### What to produce
Whenever a line in the material below includes "TempDir", copy that line.

:: The data ::

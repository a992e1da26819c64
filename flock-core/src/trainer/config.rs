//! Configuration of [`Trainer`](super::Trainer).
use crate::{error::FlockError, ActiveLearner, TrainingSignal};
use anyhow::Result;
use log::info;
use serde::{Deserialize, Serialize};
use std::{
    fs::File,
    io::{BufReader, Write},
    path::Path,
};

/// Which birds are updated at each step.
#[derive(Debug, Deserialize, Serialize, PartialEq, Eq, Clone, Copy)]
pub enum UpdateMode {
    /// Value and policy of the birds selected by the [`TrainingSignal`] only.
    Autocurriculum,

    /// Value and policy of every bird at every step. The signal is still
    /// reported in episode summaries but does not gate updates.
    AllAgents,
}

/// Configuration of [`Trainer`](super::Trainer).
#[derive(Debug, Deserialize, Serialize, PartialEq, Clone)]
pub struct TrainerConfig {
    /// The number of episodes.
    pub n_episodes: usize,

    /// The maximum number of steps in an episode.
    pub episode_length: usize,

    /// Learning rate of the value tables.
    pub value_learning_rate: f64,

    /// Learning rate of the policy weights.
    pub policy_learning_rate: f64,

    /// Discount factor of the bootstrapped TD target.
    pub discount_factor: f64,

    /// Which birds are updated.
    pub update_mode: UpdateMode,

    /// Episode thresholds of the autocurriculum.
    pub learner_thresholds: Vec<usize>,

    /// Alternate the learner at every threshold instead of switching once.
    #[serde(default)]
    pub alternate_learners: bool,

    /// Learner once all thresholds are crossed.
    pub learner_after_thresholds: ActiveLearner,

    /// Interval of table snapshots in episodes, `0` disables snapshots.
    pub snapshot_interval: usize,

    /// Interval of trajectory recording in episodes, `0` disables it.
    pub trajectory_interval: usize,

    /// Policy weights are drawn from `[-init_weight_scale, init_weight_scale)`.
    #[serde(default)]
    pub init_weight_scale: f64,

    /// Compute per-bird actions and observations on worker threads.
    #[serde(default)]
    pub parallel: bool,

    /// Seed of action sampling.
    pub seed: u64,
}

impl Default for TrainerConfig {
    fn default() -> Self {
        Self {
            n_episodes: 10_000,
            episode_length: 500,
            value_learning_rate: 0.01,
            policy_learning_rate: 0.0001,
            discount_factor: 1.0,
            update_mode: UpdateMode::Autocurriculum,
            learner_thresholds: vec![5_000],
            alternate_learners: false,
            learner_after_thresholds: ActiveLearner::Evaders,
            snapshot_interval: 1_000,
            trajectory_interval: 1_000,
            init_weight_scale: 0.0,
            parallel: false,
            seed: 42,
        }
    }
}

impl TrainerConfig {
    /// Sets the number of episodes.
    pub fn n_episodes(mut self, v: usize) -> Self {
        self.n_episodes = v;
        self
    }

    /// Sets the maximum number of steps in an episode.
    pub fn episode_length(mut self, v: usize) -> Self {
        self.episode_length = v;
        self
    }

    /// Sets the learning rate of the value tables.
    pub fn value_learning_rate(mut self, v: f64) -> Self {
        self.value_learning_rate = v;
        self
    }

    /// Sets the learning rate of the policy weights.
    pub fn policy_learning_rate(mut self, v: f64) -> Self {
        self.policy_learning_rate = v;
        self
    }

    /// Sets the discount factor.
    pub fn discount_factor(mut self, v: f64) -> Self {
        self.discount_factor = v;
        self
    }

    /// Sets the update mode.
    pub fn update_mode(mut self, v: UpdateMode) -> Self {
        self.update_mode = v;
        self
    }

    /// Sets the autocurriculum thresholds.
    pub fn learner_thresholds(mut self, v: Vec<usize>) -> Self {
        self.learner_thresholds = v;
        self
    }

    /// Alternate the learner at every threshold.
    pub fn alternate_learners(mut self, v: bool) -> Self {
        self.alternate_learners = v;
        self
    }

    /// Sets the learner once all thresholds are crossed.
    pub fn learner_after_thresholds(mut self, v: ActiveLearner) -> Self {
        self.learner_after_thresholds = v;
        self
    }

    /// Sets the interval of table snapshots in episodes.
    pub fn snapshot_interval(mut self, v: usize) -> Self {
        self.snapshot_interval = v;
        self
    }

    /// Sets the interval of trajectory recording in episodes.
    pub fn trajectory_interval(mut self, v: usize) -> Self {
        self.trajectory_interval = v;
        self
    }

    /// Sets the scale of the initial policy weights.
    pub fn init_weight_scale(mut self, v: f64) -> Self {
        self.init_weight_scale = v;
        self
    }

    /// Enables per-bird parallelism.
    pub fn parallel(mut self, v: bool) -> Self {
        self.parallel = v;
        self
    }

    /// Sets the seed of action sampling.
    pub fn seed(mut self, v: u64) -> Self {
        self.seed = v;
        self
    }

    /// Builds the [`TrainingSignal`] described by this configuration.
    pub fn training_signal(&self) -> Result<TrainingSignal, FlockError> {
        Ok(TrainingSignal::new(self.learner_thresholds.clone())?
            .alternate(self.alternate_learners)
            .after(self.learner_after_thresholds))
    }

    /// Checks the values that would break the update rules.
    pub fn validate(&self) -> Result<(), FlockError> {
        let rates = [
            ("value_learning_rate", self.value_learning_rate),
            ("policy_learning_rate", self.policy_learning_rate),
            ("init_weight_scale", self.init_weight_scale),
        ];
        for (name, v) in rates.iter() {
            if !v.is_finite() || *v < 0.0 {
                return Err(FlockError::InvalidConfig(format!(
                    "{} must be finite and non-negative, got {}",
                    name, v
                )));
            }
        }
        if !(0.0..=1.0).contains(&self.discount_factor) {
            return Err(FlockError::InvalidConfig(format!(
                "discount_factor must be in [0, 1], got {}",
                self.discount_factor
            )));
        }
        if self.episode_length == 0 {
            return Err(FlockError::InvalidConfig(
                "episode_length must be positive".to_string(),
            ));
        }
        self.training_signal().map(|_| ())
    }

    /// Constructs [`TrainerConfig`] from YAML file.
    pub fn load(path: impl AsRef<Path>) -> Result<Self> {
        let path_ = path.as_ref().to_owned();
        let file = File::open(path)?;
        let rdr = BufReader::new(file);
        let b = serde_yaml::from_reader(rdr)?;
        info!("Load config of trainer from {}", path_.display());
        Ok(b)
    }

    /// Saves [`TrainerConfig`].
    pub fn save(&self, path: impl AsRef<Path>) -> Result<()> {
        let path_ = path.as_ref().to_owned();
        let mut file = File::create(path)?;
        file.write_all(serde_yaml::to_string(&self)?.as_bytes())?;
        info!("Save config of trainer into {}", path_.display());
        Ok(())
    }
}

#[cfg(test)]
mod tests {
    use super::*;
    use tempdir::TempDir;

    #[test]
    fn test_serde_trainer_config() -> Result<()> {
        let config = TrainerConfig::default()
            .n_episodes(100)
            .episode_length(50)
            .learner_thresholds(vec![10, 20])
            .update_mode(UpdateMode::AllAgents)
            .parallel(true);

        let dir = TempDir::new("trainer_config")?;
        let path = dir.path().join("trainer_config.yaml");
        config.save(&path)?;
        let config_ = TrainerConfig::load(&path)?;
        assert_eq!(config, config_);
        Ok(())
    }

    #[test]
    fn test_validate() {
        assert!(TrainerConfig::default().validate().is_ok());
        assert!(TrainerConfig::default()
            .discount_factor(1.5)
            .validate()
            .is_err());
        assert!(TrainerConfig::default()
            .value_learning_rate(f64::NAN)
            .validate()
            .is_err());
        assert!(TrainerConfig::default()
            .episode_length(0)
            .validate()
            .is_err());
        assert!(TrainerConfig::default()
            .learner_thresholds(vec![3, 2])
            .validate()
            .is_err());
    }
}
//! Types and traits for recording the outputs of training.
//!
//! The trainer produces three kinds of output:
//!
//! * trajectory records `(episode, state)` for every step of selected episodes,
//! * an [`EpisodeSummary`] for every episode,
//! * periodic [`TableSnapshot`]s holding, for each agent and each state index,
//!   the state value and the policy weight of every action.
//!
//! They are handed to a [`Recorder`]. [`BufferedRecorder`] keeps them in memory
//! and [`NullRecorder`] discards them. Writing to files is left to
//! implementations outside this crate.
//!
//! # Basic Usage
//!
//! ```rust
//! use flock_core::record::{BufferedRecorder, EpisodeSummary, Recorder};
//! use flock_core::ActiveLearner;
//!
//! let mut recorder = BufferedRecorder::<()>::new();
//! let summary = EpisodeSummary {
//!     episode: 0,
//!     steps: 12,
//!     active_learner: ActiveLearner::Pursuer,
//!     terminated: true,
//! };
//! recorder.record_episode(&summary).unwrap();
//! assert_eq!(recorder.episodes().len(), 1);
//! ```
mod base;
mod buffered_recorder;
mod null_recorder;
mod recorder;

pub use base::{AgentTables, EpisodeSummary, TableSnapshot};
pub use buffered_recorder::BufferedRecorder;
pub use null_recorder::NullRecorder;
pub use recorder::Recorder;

:::
:: The data ::

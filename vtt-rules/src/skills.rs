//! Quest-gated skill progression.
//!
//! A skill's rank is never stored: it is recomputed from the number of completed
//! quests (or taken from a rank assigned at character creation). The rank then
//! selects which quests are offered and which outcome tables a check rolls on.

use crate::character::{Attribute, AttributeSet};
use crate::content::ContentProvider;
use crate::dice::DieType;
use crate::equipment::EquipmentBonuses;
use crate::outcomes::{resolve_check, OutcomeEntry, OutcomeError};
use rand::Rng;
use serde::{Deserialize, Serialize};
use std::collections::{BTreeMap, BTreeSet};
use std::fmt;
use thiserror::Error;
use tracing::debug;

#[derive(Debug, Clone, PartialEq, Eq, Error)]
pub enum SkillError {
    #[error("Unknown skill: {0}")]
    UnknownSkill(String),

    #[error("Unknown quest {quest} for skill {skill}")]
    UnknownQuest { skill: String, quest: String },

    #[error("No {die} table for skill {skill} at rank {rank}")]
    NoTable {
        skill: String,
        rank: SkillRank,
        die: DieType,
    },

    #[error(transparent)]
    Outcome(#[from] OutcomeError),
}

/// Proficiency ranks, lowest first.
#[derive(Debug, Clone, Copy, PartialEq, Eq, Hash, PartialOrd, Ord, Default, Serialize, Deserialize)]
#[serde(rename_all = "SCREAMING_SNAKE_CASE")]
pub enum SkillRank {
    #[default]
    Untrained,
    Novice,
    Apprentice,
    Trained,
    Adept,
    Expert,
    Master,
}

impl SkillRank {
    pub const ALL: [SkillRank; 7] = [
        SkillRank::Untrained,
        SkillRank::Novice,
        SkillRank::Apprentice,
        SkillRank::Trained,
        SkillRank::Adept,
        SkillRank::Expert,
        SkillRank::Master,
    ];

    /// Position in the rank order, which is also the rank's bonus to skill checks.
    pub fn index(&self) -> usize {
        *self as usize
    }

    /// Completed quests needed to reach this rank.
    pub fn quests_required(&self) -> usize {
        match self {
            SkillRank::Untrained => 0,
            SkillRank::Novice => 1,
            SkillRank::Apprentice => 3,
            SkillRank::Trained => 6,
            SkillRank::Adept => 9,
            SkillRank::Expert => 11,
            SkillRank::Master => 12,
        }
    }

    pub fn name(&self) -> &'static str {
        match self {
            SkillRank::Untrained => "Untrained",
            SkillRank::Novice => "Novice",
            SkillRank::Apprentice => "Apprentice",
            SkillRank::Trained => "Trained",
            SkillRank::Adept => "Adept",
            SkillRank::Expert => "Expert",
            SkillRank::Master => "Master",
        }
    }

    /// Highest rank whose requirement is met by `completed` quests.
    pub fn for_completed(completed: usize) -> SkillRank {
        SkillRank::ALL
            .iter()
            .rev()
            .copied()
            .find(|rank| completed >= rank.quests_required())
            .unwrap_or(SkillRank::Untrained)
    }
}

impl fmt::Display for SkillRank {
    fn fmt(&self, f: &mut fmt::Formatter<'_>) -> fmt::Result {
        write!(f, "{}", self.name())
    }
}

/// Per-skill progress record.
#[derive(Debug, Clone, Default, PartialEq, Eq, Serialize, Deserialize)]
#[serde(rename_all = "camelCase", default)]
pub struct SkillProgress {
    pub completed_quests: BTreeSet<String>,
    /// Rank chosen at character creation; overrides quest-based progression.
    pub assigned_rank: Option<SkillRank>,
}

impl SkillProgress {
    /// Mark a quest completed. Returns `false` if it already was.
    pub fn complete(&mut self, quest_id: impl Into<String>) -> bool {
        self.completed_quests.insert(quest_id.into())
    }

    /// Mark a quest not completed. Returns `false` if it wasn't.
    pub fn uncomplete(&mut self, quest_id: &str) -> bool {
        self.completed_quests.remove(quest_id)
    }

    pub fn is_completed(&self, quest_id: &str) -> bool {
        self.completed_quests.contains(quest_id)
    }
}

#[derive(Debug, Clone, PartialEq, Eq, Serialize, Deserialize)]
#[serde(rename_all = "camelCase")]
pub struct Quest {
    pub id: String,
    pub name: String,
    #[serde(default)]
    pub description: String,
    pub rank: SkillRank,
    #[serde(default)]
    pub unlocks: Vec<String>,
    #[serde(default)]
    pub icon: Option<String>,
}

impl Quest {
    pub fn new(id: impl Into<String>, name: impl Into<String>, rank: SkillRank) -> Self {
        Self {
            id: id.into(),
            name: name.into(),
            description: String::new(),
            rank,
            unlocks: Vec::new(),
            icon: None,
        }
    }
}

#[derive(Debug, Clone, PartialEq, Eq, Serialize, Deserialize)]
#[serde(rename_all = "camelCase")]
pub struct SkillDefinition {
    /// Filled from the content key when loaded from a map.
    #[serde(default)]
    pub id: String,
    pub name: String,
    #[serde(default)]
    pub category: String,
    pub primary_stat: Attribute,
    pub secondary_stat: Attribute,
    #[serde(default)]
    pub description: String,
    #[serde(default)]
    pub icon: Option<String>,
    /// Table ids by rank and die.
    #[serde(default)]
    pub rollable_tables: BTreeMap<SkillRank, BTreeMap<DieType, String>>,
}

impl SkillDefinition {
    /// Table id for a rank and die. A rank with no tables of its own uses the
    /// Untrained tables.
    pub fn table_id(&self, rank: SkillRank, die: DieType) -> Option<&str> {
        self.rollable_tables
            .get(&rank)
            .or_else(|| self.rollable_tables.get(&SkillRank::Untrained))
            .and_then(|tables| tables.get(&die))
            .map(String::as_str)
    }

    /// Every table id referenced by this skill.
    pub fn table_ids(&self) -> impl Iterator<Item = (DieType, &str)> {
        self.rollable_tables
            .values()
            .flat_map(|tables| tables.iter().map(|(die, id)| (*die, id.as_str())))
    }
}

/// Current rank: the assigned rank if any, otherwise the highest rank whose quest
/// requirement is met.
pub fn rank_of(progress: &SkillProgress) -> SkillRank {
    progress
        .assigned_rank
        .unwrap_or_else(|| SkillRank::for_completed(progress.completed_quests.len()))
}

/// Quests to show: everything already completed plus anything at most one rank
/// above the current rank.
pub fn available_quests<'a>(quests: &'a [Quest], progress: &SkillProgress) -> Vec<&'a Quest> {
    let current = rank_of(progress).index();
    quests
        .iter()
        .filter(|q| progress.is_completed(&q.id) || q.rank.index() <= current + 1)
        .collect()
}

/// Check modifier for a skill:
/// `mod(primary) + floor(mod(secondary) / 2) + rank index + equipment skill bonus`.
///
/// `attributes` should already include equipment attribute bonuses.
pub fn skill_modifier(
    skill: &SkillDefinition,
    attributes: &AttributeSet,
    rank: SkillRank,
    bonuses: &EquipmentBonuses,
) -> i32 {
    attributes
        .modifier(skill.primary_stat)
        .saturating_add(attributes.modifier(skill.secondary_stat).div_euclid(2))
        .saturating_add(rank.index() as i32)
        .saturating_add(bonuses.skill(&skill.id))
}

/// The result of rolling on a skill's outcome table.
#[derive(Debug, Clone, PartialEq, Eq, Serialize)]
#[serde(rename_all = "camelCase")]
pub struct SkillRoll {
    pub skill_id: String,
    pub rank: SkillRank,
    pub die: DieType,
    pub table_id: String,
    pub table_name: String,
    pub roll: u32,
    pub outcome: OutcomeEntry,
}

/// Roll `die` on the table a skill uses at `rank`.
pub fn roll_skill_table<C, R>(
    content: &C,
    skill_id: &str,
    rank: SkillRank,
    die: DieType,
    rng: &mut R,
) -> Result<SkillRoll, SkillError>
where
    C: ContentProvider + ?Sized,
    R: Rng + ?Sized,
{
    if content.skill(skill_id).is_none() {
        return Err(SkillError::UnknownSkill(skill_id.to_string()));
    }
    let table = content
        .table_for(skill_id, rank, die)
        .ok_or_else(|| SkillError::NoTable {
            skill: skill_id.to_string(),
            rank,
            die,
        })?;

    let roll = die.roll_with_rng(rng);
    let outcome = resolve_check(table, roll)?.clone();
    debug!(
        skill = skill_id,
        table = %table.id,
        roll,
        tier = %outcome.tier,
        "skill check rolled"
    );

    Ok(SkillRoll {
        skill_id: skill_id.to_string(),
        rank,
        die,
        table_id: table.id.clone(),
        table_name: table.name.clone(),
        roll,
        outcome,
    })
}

:::

### The answer
    use tempdir::TempDir;
        let dir = TempDir::new("trainer_config")?;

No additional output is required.